You can't see them. You can't hear them. Yet they are talking all around you: Wifi devices.
WifiVis will visualize as much of the Wifi communication around you as possible. At the moment this is mostly metadata: who is talking to whom? Who is asking for whom? Who is talking most or loudest?
You can use it to see whether devices on your network are still alive, what other infrastructure is around and who is using up all the bandwidth. It does not need to know anything about your network or the sorts of protocols or devices used, as it will analyse metadata that all 802.11 devices cause. You can't hide from it.
The visualisation will give you an idea of how far the devices are away based on the signal strength; it might support triangulation using multiple devices of 802.11ac hardware in the future.

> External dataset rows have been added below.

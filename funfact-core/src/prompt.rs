//! Generation prompt construction and per-day memoization.

use std::sync::RwLock;

use crate::{Day, Fact};

/// Instruction sent ahead of the exclusion list.
pub const BASE_PROMPT: &str =
    "Tell me a random fun fact. Your response MUST be only the fun fact. It must be different from these: ";

/// Build the prompt from recent facts, newest first.
///
/// Each fact is backtick-quoted and the list is comma-joined inside
/// brackets. No history gives `[]`.
pub fn build_prompt(recent: &[Fact]) -> String {
    let excluded = recent
        .iter()
        .map(|fact| format!("`{}`", fact.text()))
        .collect::<Vec<_>>()
        .join(",");
    format!("{} + [{}]", BASE_PROMPT, excluded)
}

#[derive(Debug, Clone)]
struct CachedPrompt {
    day: Day,
    text: String,
}

/// Memoized prompt for a single day.
///
/// Latency optimization only. It does not stop duplicate generation and is
/// never held across an await.
#[derive(Debug, Default)]
pub struct PromptCache {
    entry: RwLock<Option<CachedPrompt>>,
}

impl PromptCache {
    pub fn new() -> Self {
        Self::default()
    }

    /// Cached prompt for exactly `day`, if any.
    pub fn get(&self, day: Day) -> Option<String> {
        let guard = self.entry.read().ok()?;
        guard
            .as_ref()
            .filter(|cached| cached.day == day)
            .map(|cached| cached.text.clone())
    }

    /// Replace the cached prompt. A poisoned cache is left alone.
    pub fn set(&self, day: Day, text: String) {
        if let Ok(mut guard) = self.entry.write() {
            *guard = Some(CachedPrompt { day, text });
        }
    }

    /// Day the cached prompt belongs to.
    pub fn cached_day(&self) -> Option<Day> {
        self.entry.read().ok()?.as_ref().map(|cached| cached.day)
    }
}
//! Source of "today".

use std::str::FromStr;
use std::sync::RwLock;

use chrono::{Local, Utc};

use crate::{ConfigError, Day};

/// Supplies the current calendar day.
pub trait Clock: Send + Sync {
    fn today(&self) -> Day;
}

/// Which timezone decides where one day ends and the next begins.
#[derive(Debug, Clone, Copy, PartialEq, Eq, Default)]
pub enum DayBoundary {
    /// Host local time
    #[default]
    Local,
    /// UTC
    Utc,
}

impl FromStr for DayBoundary {
    type Err = ConfigError;

    fn from_str(s: &str) -> Result<Self, Self::Err> {
        match s.trim().to_lowercase().as_str() {
            "local" => Ok(Self::Local),
            "utc" => Ok(Self::Utc),
            other => Err(ConfigError::InvalidValue {
                field: "FUNFACT_DAY_BOUNDARY".to_string(),
                value: other.to_string(),
                reason: "expected 'local' or 'utc'".to_string(),
            }),
        }
    }
}

/// Wall-clock based [`Clock`].
#[derive(Debug, Clone, Copy, Default)]
pub struct SystemClock {
    boundary: DayBoundary,
}

impl SystemClock {
    pub fn new(boundary: DayBoundary) -> Self {
        Self { boundary }
    }
}

impl Clock for SystemClock {
    fn today(&self) -> Day {
        match self.boundary {
            DayBoundary::Local => Local::now().date_naive(),
            DayBoundary::Utc => Utc::now().date_naive(),
        }
    }
}

/// A clock pinned to a settable day, for tests and replays.
#[derive(Debug)]
pub struct FixedClock {
    day: RwLock<Day>,
}

impl FixedClock {
    pub fn new(day: Day) -> Self {
        Self {
            day: RwLock::new(day),
        }
    }

    /// Move the clock to another day.
    pub fn set(&self, day: Day) {
        let mut guard = self
            .day
            .write()
            .unwrap_or_else(std::sync::PoisonError::into_inner);
        *guard = day;
    }
}

impl Clock for FixedClock {
    fn today(&self) -> Day {
        *self
            .day
            .read()
            .unwrap_or_else(std::sync::PoisonError::into_inner)
    }
}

WifiVis uses a browser-based front end (atm only tested in Chrom(e|ium)) served by Flask. So you need Python 3 and Flask. It uses tcpdump for the packet parsing and sudo to gain root privileges. The MAC address vendor lookup uses Wireshark's database (tcpdump's is broken), and expects it in /usr/share/wireshark/manuf
WifiVis uses passive scanning to achieve that. You need to have a wifi adapter that supports monitor mode and put it monitor mode first. The tcpdump command used by WifiVis expects the monitor device at mon0, feel free to change that (in wifivis.py).

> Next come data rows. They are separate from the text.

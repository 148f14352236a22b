//! Fact store capability.

use async_trait::async_trait;

use crate::{Day, Fact, FunFactResult};

/// Durable storage for generated facts, keyed by calendar day.
///
/// Implementations must keep at most one fact per day: `put` for a day
/// that already has a fact replaces it.
#[async_trait]
pub trait FactStore: Send + Sync {
    /// Insert or overwrite the fact for `fact.day()`.
    async fn put(&self, fact: &Fact) -> FunFactResult<()>;

    /// Point lookup. `Ok(None)` is the ordinary miss path.
    async fn get(&self, day: Day) -> FunFactResult<Option<Fact>>;

    /// Up to `n` facts ordered newest day first. Empty when nothing is stored.
    async fn get_recent(&self, n: usize) -> FunFactResult<Vec<Fact>>;
}
//! Shared application state for Axum routers.

use std::sync::Arc;
use std::time::Instant;

use funfact_core::FactService;

/// Application-wide state shared across all routes.
#[derive(Clone)]
pub struct AppState {
    /// The single service instance built at startup.
    pub service: Arc<FactService>,
    pub start_time: Instant,
}

impl AppState {
    pub fn new(service: Arc<FactService>) -> Self {
        Self {
            service,
            start_time: Instant::now(),
        }
    }
}

crate::impl_from_ref!(Arc<FactService>, service);
crate::impl_from_ref!(Instant, start_time);
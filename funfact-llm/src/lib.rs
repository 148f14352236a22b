//! Daily Fun Fact LLM
//!
//! [`funfact_core::TextGenerator`] implementation backed by Mistral's
//! chat-completions API. The HTTP client speaks the OpenAI-compatible wire
//! format, so `MISTRAL_BASE_URL` can point at any compatible endpoint.

pub mod providers;

pub use providers::mistral::{MistralClient, MistralConfig, MistralGenerator};
//! Fun Fact Telemetry - Observability Infrastructure
//!
//! Structured JSON logging through `tracing` and Prometheus metrics for the
//! API layer.

pub mod metrics;
pub mod middleware;
pub mod subscriber;

pub use self::metrics::{metrics, metrics_handler, FunFactMetrics, METRICS};
pub use self::middleware::observability_middleware;
pub use self::subscriber::{init_tracing, TelemetryConfig};
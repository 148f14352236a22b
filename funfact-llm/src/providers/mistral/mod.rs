//! Mistral provider implementation

pub mod client;
pub mod config;
pub mod generator;
pub mod types;

pub use client::MistralClient;
pub use config::MistralConfig;
pub use generator::MistralGenerator;

pub(crate) const PROVIDER: &str = "mistral";
//! Text generation capability.
//!
//! Provider implementations live in funfact-llm.

use async_trait::async_trait;
use serde::{Deserialize, Serialize};

use crate::FunFactResult;

/// Per-request generation parameters.
#[derive(Debug, Clone, PartialEq, Serialize, Deserialize)]
pub struct GenerationOptions {
    /// Provider model identifier
    pub model: String,
    /// Sampling temperature
    pub temperature: f32,
    /// Upper bound on completion tokens
    pub max_tokens: u32,
}

impl Default for GenerationOptions {
    fn default() -> Self {
        Self {
            model: "mistral-tiny".to_string(),
            temperature: 1.0,
            max_tokens: 4096,
        }
    }
}

/// Opaque prompt-to-text backend.
///
/// Errors are returned as-is to the caller; implementations own any
/// retry policy they want, the service adds none.
#[async_trait]
pub trait TextGenerator: Send + Sync {
    /// Generate a single completion for `prompt` with explicit options.
    async fn generate_with(&self, prompt: &str, options: &GenerationOptions)
        -> FunFactResult<String>;

    /// Options used by [`TextGenerator::generate`].
    fn default_options(&self) -> GenerationOptions {
        GenerationOptions::default()
    }

    /// Generate a single completion for `prompt` with the default options.
    async fn generate(&self, prompt: &str) -> FunFactResult<String> {
        let options = self.default_options();
        self.generate_with(prompt, &options).await
    }
}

First enable monitor mode by issuing airmon-ng start <device> (airmon-ng belongs to the aircrack-ng suite).
Configure parameters in the source code if needed, and run python wifivis.py. If prompt (might be not obviously visible) enter your sudo password (only for tcpdump, Python will run as your user).
Point a web browser at http://localhost:5000/ and see how the connection graph develops. The graph shows devices with their MAC address and OUI, and network names, which are not physical things but names used by access points as well as clients.
Communication is shown by graph edges, weighted and color coded by the frequency of packets observed on that edge.
You can use the filter box in the top left corner to filter the graph for nodes matching a regular expression.
By default, WifiVis will listen on the channel that the adapter is configured to. To do channel hopping (which is useful to get a better overview), run an instance of airodump-ng in parallel.
The visualization is controlled by a number of parameters in the source code, mainly the total weight in decay.py. This determines how fast devices that are no longer heard will disappear from the graph, but note that high values might overload the web browser with to many nodes.
This project was born on the HackZurich 2015 hackathon.